Transforming a Harmful Gas into Valuable Chemicals
“What if we could convert carbon dioxide into something beneficial instead of burying it?” asked Dr. Sayan Kar, the study’s lead author from Cambridge’s Yusuf Hamied Department of Chemistry. “While CO2 is a harmful greenhouse gas, it can be transformed into useful chemicals without contributing to global warming.”
Reisner’s research group focuses on developing devices that convert waste, water, and air into practical fuels and chemicals, drawing inspiration from photosynthesis—the process by which plants transform sunlight into energy. These devices require no external power, relying solely on sunlight.
From Air to Syngas: A Major Breakthrough
The team’s latest system captures CO2 directly from the atmosphere and converts it into syngas, a critical intermediate for various chemicals and pharmaceuticals. They assert that their approach, which eliminates the need for transportation or storage, is significantly easier to scale than previous solar-powered devices.
The solar-powered flow reactor utilizes specialized filters to capture CO2 from the air at night, similar to how a sponge absorbs water. When exposed to sunlight, the captured CO2 is heated, absorbing infrared radiation, while a semiconductor powder absorbs ultraviolet radiation to initiate a chemical reaction that converts CO2 into solar syngas. A mirror on the reactor further concentrates the sunlight, enhancing efficiency.

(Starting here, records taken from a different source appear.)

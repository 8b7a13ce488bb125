//! Authentication and session core.
//!
//! This module is the identity layer of the server: it hashes credentials,
//! issues and validates signed access tokens, manages long-lived refresh
//! sessions, and revokes access at logout.
//!
//! # Module Structure
//!
//! - [`password`] - Argon2id password hashing and verification
//! - [`jwt`] - Access token signing and validation (HS256)
//! - [`service`] - Orchestration: register, login, refresh, validate, logout
//! - [`middleware`] - Axum layer and extractor for protected routes
//!
//! # Session model
//!
//! An access token is a short-lived self-contained JWT; a refresh session is
//! a long-lived server-held row behind an opaque token used solely to mint
//! new access tokens. Logout always deletes the user's refresh sessions;
//! for privileged roles (teacher, admin) it additionally denylists the
//! presented access token's `jti`, closing the replay window of a
//! still-valid token. Student tokens simply ride out their short horizon —
//! this hybrid policy keeps the denylist bounded to the small, audit-relevant
//! population where a stolen token hurts most.
//!
//! # Usage
//!
//! ```ignore
//! use academi::auth::{jwt::TokenCodec, service::AuthService};
//!
//! let codec = TokenCodec::new(config.jwt_secret, config.jwt_issuer, 900);
//! let auth = AuthService::new(db, codec, 604_800);
//! let session = auth.login(credentials).await?;
//! ```

/// Access token signing, validation, and claims.
pub mod jwt;
/// Authentication middleware and extractors for protected routes.
pub mod middleware;
/// Password hashing and verification.
pub mod password;
/// Registration, login, refresh, validation, and logout orchestration.
pub mod service;
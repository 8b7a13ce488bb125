use crate::types::{AppError, Claims, Result, User};
use chrono::{DateTime, Duration, Utc};
use jsonwebtoken::{decode, encode, errors::ErrorKind, Algorithm, DecodingKey, EncodingKey, Header, Validation};
use uuid::Uuid;

/// Signs and validates access tokens.
///
/// The signing secret and issuer are fixed at construction for the lifetime
/// of the process; there is no runtime rotation.
pub struct TokenCodec {
    secret: String,
    issuer: String,
    access_expiry_secs: i64,
}

impl TokenCodec {
    /// Creates a new codec.
    ///
    /// # Arguments
    /// * `secret` - HMAC key, at least 32 bytes (validated by config loading)
    /// * `issuer` - Value for the `iss` claim, checked on parse
    /// * `access_expiry_secs` - Access token validity in seconds
    pub fn new(secret: String, issuer: String, access_expiry_secs: i64) -> Self {
        Self {
            secret,
            issuer,
            access_expiry_secs,
        }
    }

    /// Signs an access token for the user and returns it with its expiry.
    ///
    /// Each token carries a freshly generated `jti`, which later serves as
    /// the revocation lookup key.
    pub fn issue(&self, user: &User) -> Result<(String, DateTime<Utc>)> {
        let now = Utc::now();
        let expires_at = now + Duration::seconds(self.access_expiry_secs);

        let claims = Claims {
            sub: user.id.clone(),
            email: user.email.clone(),
            first_name: user.first_name.clone(),
            last_name: user.last_name.clone(),
            role: user.role,
            jti: Uuid::new_v4().to_string(),
            iat: now.timestamp(),
            exp: expires_at.timestamp(),
            iss: self.issuer.clone(),
        };

        let token = encode(
            &Header::new(Algorithm::HS256),
            &claims,
            &EncodingKey::from_secret(self.secret.as_bytes()),
        )
        .map_err(|e| AppError::Internal(format!("Failed to sign token: {}", e)))?;

        Ok((token, expires_at))
    }

    /// Verifies a token and returns its claims.
    ///
    /// Only HS256 is accepted, expiry is enforced with zero leeway, and the
    /// issuer must match. All failure modes collapse to a single outward
    /// "invalid token" signal; the distinct cause is logged at debug level.
    pub fn parse(&self, token: &str) -> Result<Claims> {
        let mut validation = Validation::new(Algorithm::HS256);
        validation.leeway = 0;
        validation.set_issuer(&[&self.issuer]);

        decode::<Claims>(
            token,
            &DecodingKey::from_secret(self.secret.as_bytes()),
            &validation,
        )
        .map(|data| data.claims)
        .map_err(|e| {
            let cause = match e.kind() {
                ErrorKind::ExpiredSignature => "expired",
                ErrorKind::InvalidSignature => "signature mismatch",
                ErrorKind::InvalidAlgorithm => "wrong algorithm",
                ErrorKind::InvalidIssuer => "wrong issuer",
                _ => "malformed",
            };
            tracing::debug!(cause, "access token rejected");
            AppError::Credential("Invalid token".to_string())
        })
    }
}
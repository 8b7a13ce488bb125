use axum::Json;

/// Liveness probe
#[utoipa::path(
    get,
    path = "/api/health",
    responses((status = 200, description = "Service is up")),
    tag = "health"
)]
pub async fn health() -> Json<serde_json::Value> {
    Json(serde_json::json!({
        "status": "ok",
        "service": "academi-server"
    }))
}
use academi::{
    api::routes::create_router, auth::jwt::TokenCodec, AppState, AuthService, Config, DbClient,
};
use std::sync::Arc;
use std::time::Duration;
use tower::ServiceBuilder;
use tower_http::{
    cors::{Any, CorsLayer},
    trace::TraceLayer,
};
use tracing_subscriber::{layer::SubscriberExt, util::SubscriberInitExt, EnvFilter};

#[tokio::main]
async fn main() -> anyhow::Result<()> {
    tracing_subscriber::registry()
        .with(EnvFilter::try_from_default_env().unwrap_or_else(|_| "info".into()))
        .with(tracing_subscriber::fmt::layer())
        .init();

    let config = Config::from_env().map_err(|e| anyhow::anyhow!("config error: {}", e))?;

    let db = match &config.database.auth_token {
        Some(token) => {
            Arc::new(DbClient::new_remote(config.database.url.clone(), token.clone()).await?)
        }
        None => Arc::new(DbClient::new_local(&config.database.url).await?),
    };

    let codec = TokenCodec::new(
        config.auth.jwt_secret.clone(),
        config.auth.jwt_issuer.clone(),
        config.auth.access_expiry_secs,
    );
    let auth_service = Arc::new(AuthService::new(
        db.clone(),
        codec,
        config.auth.refresh_expiry_secs,
    ));

    // Hourly cleanup of expired refresh sessions and revocation entries.
    // Both purges are idempotent and safe alongside live traffic.
    let purge_db = db.clone();
    tokio::spawn(async move {
        let mut interval = tokio::time::interval(Duration::from_secs(3600));
        loop {
            interval.tick().await;
            if let Err(e) = purge_db.purge_expired_refresh_sessions().await {
                tracing::warn!(error = %e, "refresh session purge failed");
            }
            if let Err(e) = purge_db.purge_expired_revocations().await {
                tracing::warn!(error = %e, "revocation purge failed");
            }
        }
    });

    let state = AppState {
        config: Arc::new(config.clone()),
        db,
        auth_service: auth_service.clone(),
    };

    let app = create_router(auth_service)
        .layer(
            ServiceBuilder::new()
                .layer(TraceLayer::new_for_http())
                .layer(
                    CorsLayer::new()
                        .allow_origin(Any)
                        .allow_methods(Any)
                        .allow_headers(Any),
                ),
        )
        .with_state(state);

    let addr = format!("{}:{}", config.server.host, config.server.port);
    tracing::info!(%addr, "academi-server listening");

    let listener = tokio::net::TcpListener::bind(&addr).await?;
    axum::serve(listener, app).await?;

    Ok(())
}
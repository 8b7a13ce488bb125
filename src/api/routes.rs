use crate::auth::service::AuthService;
use crate::AppState;
use axum::{
    middleware,
    routing::{get, post},
    Router,
};
use std::sync::Arc;

pub fn create_router(auth_service: Arc<AuthService>) -> Router<AppState> {
    let public_routes = Router::new()
        // Public routes (no auth required)
        .route("/api/health", get(crate::api::handlers::health::health))
        .route("/api/docs/openapi.json", get(crate::api::openapi_json))
        .route(
            "/api/auth/register",
            post(crate::api::handlers::auth::register),
        )
        .route("/api/auth/login", post(crate::api::handlers::auth::login))
        .route(
            "/api/auth/refresh",
            post(crate::api::handlers::auth::refresh_token),
        );

    let protected_routes = Router::new()
        // Protected routes (auth required)
        .route("/api/auth/logout", post(crate::api::handlers::auth::logout))
        .route("/api/auth/me", get(crate::api::handlers::auth::me))
        .layer(middleware::from_fn(move |req, next| {
            let auth_service = auth_service.clone();
            async move { crate::auth::middleware::auth_middleware(auth_service, req, next).await }
        }));

    public_routes.merge(protected_routes)
}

Towards Liquid Fuels and Scalable Solutions
The researchers are currently working on converting solar syngas into liquid fuels that could power vehicles and aircraft, all while avoiding additional CO2 emissions.
“If we produce these devices at scale, we could address two challenges simultaneously: removing CO2 from the atmosphere and creating a clean alternative to fossil fuels,” Kar noted. “CO2 is often viewed as waste, but it presents an opportunity.”

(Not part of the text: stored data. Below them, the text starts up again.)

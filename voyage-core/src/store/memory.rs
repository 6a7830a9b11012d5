use std::sync::atomic::{AtomicU64, Ordering};

use async_trait::async_trait;
use dashmap::{DashMap, mapref::entry::Entry};

use crate::error::StoreError;
use crate::model::{
    AdvisoryDraft, AdvisoryId, AlertId, ForecastKey, ForecastSnapshot, HazardAlert, NewVessel,
    SpeedAdvisory, Vessel, VesselId,
};

use super::{AdvisoryStore, AlertStore, ForecastStore, VesselStore};

/// Process-local storage backed by sharded maps.
///
/// Per-key operations are atomic. Advisory rows for one vessel live in a
/// single map entry, so concurrent writers for that vessel serialize.
#[derive(Debug, Default)]
pub struct MemoryStore {
    forecasts: DashMap<ForecastKey, ForecastSnapshot>,
    /// Value carries the insertion sequence number for ordered reads.
    alerts: DashMap<AlertId, (u64, HazardAlert)>,
    advisories: DashMap<VesselId, Vec<SpeedAdvisory>>,
    vessels: DashMap<VesselId, Vessel>,
    sequence: AtomicU64,
}

impl MemoryStore {
    pub fn new() -> Self {
        Self::default()
    }

    fn next_id(&self) -> u64 {
        self.sequence.fetch_add(1, Ordering::SeqCst) + 1
    }

    /// Registers a vessel. Fleet management proper lives outside the engine.
    pub fn add_vessel(&self, vessel: NewVessel) -> Vessel {
        let vessel = Vessel::from_new(VesselId(self.next_id()), vessel);
        self.vessels.insert(vessel.id, vessel.clone());
        vessel
    }

    pub fn forecast_count(&self) -> usize {
        self.forecasts.len()
    }

    pub fn advisory_count(&self, vessel: VesselId) -> usize {
        self.advisories.get(&vessel).map_or(0, |rows| rows.len())
    }
}

#[async_trait]
impl ForecastStore for MemoryStore {
    async fn snapshot(&self, key: ForecastKey) -> Result<Option<ForecastSnapshot>, StoreError> {
        Ok(self.forecasts.get(&key).map(|entry| entry.value().clone()))
    }

    async fn replace_snapshot(&self, snapshot: ForecastSnapshot) -> Result<(), StoreError> {
        self.forecasts.insert(snapshot.key, snapshot);
        Ok(())
    }

    async fn snapshots_at(
        &self,
        lat_e2: i32,
        lon_e2: i32,
    ) -> Result<Vec<ForecastSnapshot>, StoreError> {
        Ok(self
            .forecasts
            .iter()
            .filter(|entry| entry.key().lat_e2 == lat_e2 && entry.key().lon_e2 == lon_e2)
            .map(|entry| entry.value().clone())
            .collect())
    }
}

#[async_trait]
impl AlertStore for MemoryStore {
    async fn insert_alert_if_absent(
        &self,
        alert: HazardAlert,
    ) -> Result<(HazardAlert, bool), StoreError> {
        match self.alerts.entry(alert.id.clone()) {
            Entry::Occupied(existing) => Ok((existing.get().1.clone(), false)),
            Entry::Vacant(slot) => {
                let seq = self.next_id();
                slot.insert((seq, alert.clone()));
                Ok((alert, true))
            }
        }
    }

    async fn alerts(&self) -> Result<Vec<HazardAlert>, StoreError> {
        let mut rows: Vec<(u64, HazardAlert)> =
            self.alerts.iter().map(|entry| entry.value().clone()).collect();
        rows.sort_by_key(|(seq, _)| *seq);
        Ok(rows.into_iter().map(|(_, alert)| alert).collect())
    }
}

#[async_trait]
impl AdvisoryStore for MemoryStore {
    async fn latest_advisory(
        &self,
        vessel: VesselId,
    ) -> Result<Option<SpeedAdvisory>, StoreError> {
        Ok(self.advisories.get(&vessel).and_then(|rows| {
            rows.iter()
                .max_by_key(|row| (row.timestamp, row.id))
                .cloned()
        }))
    }

    async fn insert_advisory(&self, draft: AdvisoryDraft) -> Result<SpeedAdvisory, StoreError> {
        let advisory = SpeedAdvisory::from_draft(AdvisoryId(self.next_id()), draft);
        self.advisories
            .entry(advisory.vessel_id)
            .or_default()
            .push(advisory.clone());
        Ok(advisory)
    }

    async fn update_advisory(&self, advisory: SpeedAdvisory) -> Result<(), StoreError> {
        let missing = || StoreError::MissingRecord(format!("advisory {}", advisory.id.0));

        let mut rows = self.advisories.get_mut(&advisory.vessel_id).ok_or_else(missing)?;
        let row = rows
            .iter_mut()
            .find(|row| row.id == advisory.id)
            .ok_or_else(missing)?;
        *row = advisory;
        Ok(())
    }

    async fn advisories(
        &self,
        vessel: VesselId,
        limit: usize,
    ) -> Result<Vec<SpeedAdvisory>, StoreError> {
        let mut rows = self
            .advisories
            .get(&vessel)
            .map(|rows| rows.value().clone())
            .unwrap_or_default();
        rows.sort_by(|a, b| (b.timestamp, b.id).cmp(&(a.timestamp, a.id)));
        rows.truncate(limit);
        Ok(rows)
    }
}

#[async_trait]
impl VesselStore for MemoryStore {
    async fn vessel(&self, id: VesselId) -> Result<Option<Vessel>, StoreError> {
        Ok(self.vessels.get(&id).map(|entry| entry.value().clone()))
    }
}

#[cfg(test)]
mod tests {
    use super::*;
    use crate::geo::Coordinate;
    use crate::model::{AlertKind, SpeedRecommendation, UserId, WeatherConditions};
    use crate::provider::fixed::calm_day;
    use crate::severity::Severity;
    use chrono::{DateTime, Duration, TimeZone, Utc};
    use std::sync::Arc;

    fn t0() -> DateTime<Utc> {
        Utc.with_ymd_and_hms(2026, 10, 18, 6, 0, 0).unwrap()
    }

    fn alert(id: &str, severity: Severity) -> HazardAlert {
        HazardAlert {
            id: AlertId(id.to_string()),
            kind: AlertKind::Storm,
            severity,
            title: "Storm Warning".into(),
            description: String::new(),
            center: Coordinate { lat: 59.44, lon: 24.75 },
            radius_km: 50.0,
            starts_at: t0(),
            ends_at: t0() + Duration::days(1),
            wind_speed_mps: Some(22.0),
            wave_height_m: None,
            visibility_km: None,
            is_active: true,
        }
    }

    fn draft(vessel: VesselId, at: DateTime<Utc>, knots: f64) -> AdvisoryDraft {
        AdvisoryDraft {
            vessel_id: vessel,
            position: Coordinate { lat: 59.44, lon: 24.75 },
            timestamp: at,
            recommendation: SpeedRecommendation {
                baseline_knots: 12.0,
                recommended_knots: knots,
                fuel_savings_pct: 0,
                time_impact_hours: 0.0,
                reasoning: "Normal conditions".into(),
                conditions: WeatherConditions {
                    wind_speed_mps: 10.0,
                    wave_height_m: 1.0,
                    current_speed_mps: 0.0,
                    current_direction_deg: 0.0,
                },
            },
        }
    }

    #[tokio::test]
    async fn replace_snapshot_keeps_one_row_per_key() {
        let store = MemoryStore::new();
        let at = Coordinate::new(59.4437, 24.7536).unwrap();

        let first = ForecastSnapshot::new(at, 0, calm_day(), t0());
        let mut second = first.clone();
        second.weather.wind_speed_mps = 18.0;
        second.ingested_at = t0() + Duration::hours(3);

        store.replace_snapshot(first.clone()).await.unwrap();
        store.replace_snapshot(second.clone()).await.unwrap();

        assert_eq!(store.forecast_count(), 1);
        assert_eq!(store.snapshot(first.key).await.unwrap(), Some(second));
    }

    #[tokio::test]
    async fn snapshots_at_filters_by_position() {
        let store = MemoryStore::new();
        let here = Coordinate::new(59.44, 24.75).unwrap();
        let there = Coordinate::new(60.17, 24.94).unwrap();

        for day in 0..3 {
            store.replace_snapshot(ForecastSnapshot::new(here, day, calm_day(), t0())).await.unwrap();
        }
        store.replace_snapshot(ForecastSnapshot::new(there, 0, calm_day(), t0())).await.unwrap();

        let rows = store.snapshots_at(5944, 2475).await.unwrap();
        assert_eq!(rows.len(), 3);
    }

    #[tokio::test]
    async fn first_alert_insert_wins() {
        let store = MemoryStore::new();

        let (stored, inserted) =
            store.insert_alert_if_absent(alert("storm_x", Severity::High)).await.unwrap();
        assert!(inserted);
        assert_eq!(stored.severity, Severity::High);

        let (stored, inserted) =
            store.insert_alert_if_absent(alert("storm_x", Severity::Critical)).await.unwrap();
        assert!(!inserted);
        assert_eq!(stored.severity, Severity::High);
        assert_eq!(store.alerts().await.unwrap().len(), 1);
    }

    #[tokio::test(flavor = "multi_thread", worker_threads = 4)]
    async fn concurrent_same_id_inserts_store_one_alert() {
        let store = Arc::new(MemoryStore::new());

        let tasks: Vec<_> = (0..16)
            .map(|_| {
                let store = store.clone();
                tokio::spawn(async move {
                    store
                        .insert_alert_if_absent(alert("storm_x", Severity::High))
                        .await
                        .unwrap()
                        .1
                })
            })
            .collect();

        let mut winners = 0;
        for task in tasks {
            if task.await.unwrap() {
                winners += 1;
            }
        }

        assert_eq!(winners, 1);
        assert_eq!(store.alerts().await.unwrap().len(), 1);
    }

    #[tokio::test]
    async fn alerts_come_back_in_insertion_order() {
        let store = MemoryStore::new();
        for id in ["c", "a", "d", "b"] {
            store.insert_alert_if_absent(alert(id, Severity::Medium)).await.unwrap();
        }

        let ids: Vec<String> = store.alerts().await.unwrap().into_iter().map(|a| a.id.0).collect();
        assert_eq!(ids, vec!["c", "a", "d", "b"]);
    }

    #[tokio::test]
    async fn advisories_latest_update_and_history() {
        let store = MemoryStore::new();
        let vessel = store.add_vessel(NewVessel::named(UserId::from("captain"), "Aurora")).id;

        let first = store.insert_advisory(draft(vessel, t0(), 12.0)).await.unwrap();
        let second = store
            .insert_advisory(draft(vessel, t0() + Duration::hours(2), 10.2))
            .await
            .unwrap();

        let latest = store.latest_advisory(vessel).await.unwrap().unwrap();
        assert_eq!(latest.id, second.id);

        let mut patched = latest.clone();
        patched.recommendation.recommended_knots = 9.5;
        store.update_advisory(patched).await.unwrap();

        let history = store.advisories(vessel, 10).await.unwrap();
        assert_eq!(history.len(), 2);
        assert_eq!(history[0].recommendation.recommended_knots, 9.5);
        assert_eq!(history[1].id, first.id);

        assert_eq!(store.advisories(vessel, 1).await.unwrap().len(), 1);
    }

    #[tokio::test]
    async fn updating_unknown_advisory_fails() {
        let store = MemoryStore::new();
        let ghost = SpeedAdvisory::from_draft(AdvisoryId(99), draft(VesselId(5), t0(), 12.0));

        let err = store.update_advisory(ghost).await.unwrap_err();
        assert!(matches!(err, StoreError::MissingRecord(_)));
    }

    #[tokio::test]
    async fn vessels_are_looked_up_by_id() {
        let store = MemoryStore::new();
        let vessel = store.add_vessel(NewVessel::named(UserId::from("captain"), "Aurora"));

        let found = store.vessel(vessel.id).await.unwrap().unwrap();
        assert_eq!(found.name, "Aurora");
        assert!(store.vessel(VesselId(404)).await.unwrap().is_none());
    }
}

Envisioning a Future Without Fossil Fuels
The researchers highlight a particularly promising avenue in the chemical and pharmaceutical sectors, where syngas can be transformed into everyday products without exacerbating climate change. They are developing a larger-scale version of the reactor and anticipate testing it in the spring.
If successfully scaled, their reactor could function in a decentralized manner, allowing individuals to potentially generate their own fuel, which would be beneficial for remote or off-grid areas.

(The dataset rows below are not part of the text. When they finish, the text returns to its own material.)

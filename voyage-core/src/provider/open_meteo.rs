use std::time::Duration;

use async_trait::async_trait;
use reqwest::{Client, StatusCode};
use serde::{Deserialize, de::DeserializeOwned};
use tracing::debug;

use crate::{
    error::ProviderError,
    geo::Coordinate,
    model::{DailyForecast, WeatherCondition},
};

use super::ForecastProvider;

const FORECAST_URL: &str = "https://api.open-meteo.com/v1/forecast";
const MARINE_URL: &str = "https://marine-api.open-meteo.com/v1/marine";

const FORECAST_FIELDS: &str = "temperature_2m,relative_humidity_2m,precipitation,pressure_msl,\
                               visibility,wind_speed_10m,wind_direction_10m,weather_code";
const MARINE_FIELDS: &str =
    "wave_height,wave_direction,wave_period,ocean_current_velocity,ocean_current_direction";

/// Hour of day (UTC) sampled to represent a whole forecast day.
const SAMPLE_HOUR: usize = 12;
const HOURS_PER_DAY: usize = 24;

/// Open-Meteo weather + marine APIs, merged into daily records.
#[derive(Debug, Clone)]
pub struct OpenMeteoProvider {
    api_key: Option<String>,
    forecast_url: String,
    marine_url: String,
    http: Client,
}

impl OpenMeteoProvider {
    pub fn new(api_key: Option<String>, timeout: Duration) -> Result<Self, ProviderError> {
        let http = Client::builder()
            .timeout(timeout)
            .build()
            .map_err(|e| ProviderError::Permanent(format!("Failed to create HTTP client: {e}")))?;

        Ok(Self {
            api_key,
            forecast_url: FORECAST_URL.to_string(),
            marine_url: MARINE_URL.to_string(),
            http,
        })
    }

    pub fn with_forecast_url(mut self, url: impl Into<String>) -> Self {
        self.forecast_url = url.into();
        self
    }

    pub fn with_marine_url(mut self, url: impl Into<String>) -> Self {
        self.marine_url = url.into();
        self
    }

    async fn fetch<T: DeserializeOwned>(
        &self,
        url: &str,
        at: Coordinate,
        fields: &str,
        days: u8,
        extra: &[(&str, &str)],
    ) -> Result<T, ProviderError> {
        let mut query: Vec<(&str, String)> = vec![
            ("latitude", at.lat.to_string()),
            ("longitude", at.lon.to_string()),
            ("hourly", fields.to_string()),
            ("forecast_days", days.to_string()),
            ("timezone", "GMT".to_string()),
        ];
        query.extend(extra.iter().map(|(k, v)| (*k, v.to_string())));
        if let Some(key) = &self.api_key {
            query.push(("apikey", key.clone()));
        }

        let res = self
            .http
            .get(url)
            .query(&query)
            .send()
            .await
            .map_err(|e| classify_request_error(url, e))?;

        let status = res.status();
        let body = res
            .text()
            .await
            .map_err(|e| classify_request_error(url, e))?;

        if !status.is_success() {
            let message = format!(
                "Open-Meteo request to {url} failed with status {status}: {}",
                truncate_body(&body)
            );
            return Err(if is_transient_status(status) {
                ProviderError::Transient(message)
            } else {
                ProviderError::Permanent(message)
            });
        }

        serde_json::from_str(&body).map_err(|e| {
            ProviderError::Permanent(format!("Failed to parse Open-Meteo JSON from {url}: {e}"))
        })
    }
}

#[derive(Debug, Deserialize)]
struct OmForecastResponse {
    hourly: OmForecastHourly,
}

#[derive(Debug, Default, Deserialize)]
struct OmForecastHourly {
    #[serde(default)]
    temperature_2m: Vec<Option<f64>>,
    #[serde(default)]
    relative_humidity_2m: Vec<Option<f64>>,
    #[serde(default)]
    precipitation: Vec<Option<f64>>,
    #[serde(default)]
    pressure_msl: Vec<Option<f64>>,
    /// Metres.
    #[serde(default)]
    visibility: Vec<Option<f64>>,
    #[serde(default)]
    wind_speed_10m: Vec<Option<f64>>,
    #[serde(default)]
    wind_direction_10m: Vec<Option<f64>>,
    #[serde(default)]
    weather_code: Vec<Option<u16>>,
}

#[derive(Debug, Deserialize)]
struct OmMarineResponse {
    hourly: OmMarineHourly,
}

#[derive(Debug, Default, Deserialize)]
struct OmMarineHourly {
    #[serde(default)]
    wave_height: Vec<Option<f64>>,
    #[serde(default)]
    wave_direction: Vec<Option<f64>>,
    #[serde(default)]
    wave_period: Vec<Option<f64>>,
    /// km/h.
    #[serde(default)]
    ocean_current_velocity: Vec<Option<f64>>,
    #[serde(default)]
    ocean_current_direction: Vec<Option<f64>>,
}

#[async_trait]
impl ForecastProvider for OpenMeteoProvider {
    async fn daily_forecast(
        &self,
        at: Coordinate,
        days: u8,
    ) -> Result<Vec<DailyForecast>, ProviderError> {
        let forecast = self.fetch::<OmForecastResponse>(
            &self.forecast_url,
            at,
            FORECAST_FIELDS,
            days,
            &[("wind_speed_unit", "ms")],
        );
        let marine = self.fetch::<OmMarineResponse>(&self.marine_url, at, MARINE_FIELDS, days, &[]);

        let (forecast, marine) = tokio::try_join!(forecast, marine)?;

        let records = merge_daily(&forecast.hourly, &marine.hourly, days);
        if records.is_empty() {
            return Err(ProviderError::Permanent(format!(
                "Open-Meteo returned no complete daily records for ({}, {})",
                at.lat, at.lon
            )));
        }

        Ok(records)
    }
}

/// Samples each day at [`SAMPLE_HOUR`]. Records are positional, so the
/// series ends at the first day with a missing value.
fn merge_daily(
    forecast: &OmForecastHourly,
    marine: &OmMarineHourly,
    days: u8,
) -> Vec<DailyForecast> {
    (0..usize::from(days))
        .map_while(|day| {
            let record = sample(forecast, marine, day * HOURS_PER_DAY + SAMPLE_HOUR);
            if record.is_none() {
                debug!(day, "Open-Meteo day incomplete, truncating forecast");
            }
            record
        })
        .collect()
}

fn sample(forecast: &OmForecastHourly, marine: &OmMarineHourly, i: usize) -> Option<DailyForecast> {
    let at = |series: &[Option<f64>]| series.get(i).copied().flatten();

    Some(DailyForecast {
        temperature_c: at(&forecast.temperature_2m)?,
        wind_speed_mps: at(&forecast.wind_speed_10m)?,
        wind_direction_deg: at(&forecast.wind_direction_10m)?,
        wave_height_m: at(&marine.wave_height)?,
        wave_period_s: at(&marine.wave_period)?,
        wave_direction_deg: at(&marine.wave_direction)?,
        current_speed_mps: at(&marine.ocean_current_velocity)? / 3.6,
        current_direction_deg: at(&marine.ocean_current_direction)?,
        visibility_km: at(&forecast.visibility)? / 1000.0,
        pressure_hpa: at(&forecast.pressure_msl)?,
        humidity_pct: at(&forecast.relative_humidity_2m)?,
        precipitation_mm: at(&forecast.precipitation)?,
        condition: forecast
            .weather_code
            .get(i)
            .copied()
            .flatten()
            .map(WeatherCondition::from_wmo_code)
            .unwrap_or(WeatherCondition::Unknown),
    })
}

fn classify_request_error(url: &str, e: reqwest::Error) -> ProviderError {
    let message = format!("Open-Meteo request to {url} failed: {e}");
    if e.is_timeout() || e.is_connect() || e.is_request() || e.is_body() {
        ProviderError::Transient(message)
    } else {
        ProviderError::Permanent(message)
    }
}

fn is_transient_status(status: StatusCode) -> bool {
    status == StatusCode::TOO_MANY_REQUESTS
        || status == StatusCode::REQUEST_TIMEOUT
        || status.is_server_error()
}

fn truncate_body(body: &str) -> String {
    const MAX: usize = 200;
    match body.char_indices().nth(MAX) {
        Some((cut, _)) => format!("{}...", &body[..cut]),
        None => body.to_string(),
    }
}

“Rather than continuing to extract and burn fossil fuels for essential products, we can capture CO2 directly from the air and repurpose it,” Reisner concluded. “This could pave the way for a circular, sustainable economy—provided there is the political will to make it happen.”
Reference: “Direct Air Capture of CO2 for Solar Fuel Production in Flow” by Sayan Kar, Dongseok Kim, Ariffin Bin Mohamad Annuar, Bidyut Bikash Sarma, Michael Stanton, Erwin Lam, Subhajit Bhattacharjee, Suvendu Karak, Heather F. Greer, and Erwin Reisner, February 13, 2025, Nature Energy.
The technology is being commercialized with the backing of Cambridge Enterprise, the University’s commercialization arm. The research received support from UK Research and Innovation (UKRI), the European Research Council, the Royal Academy of Engineering, and the Cambridge Trust. Erwin Reisner is a Fellow of St John’s College, Cambridge.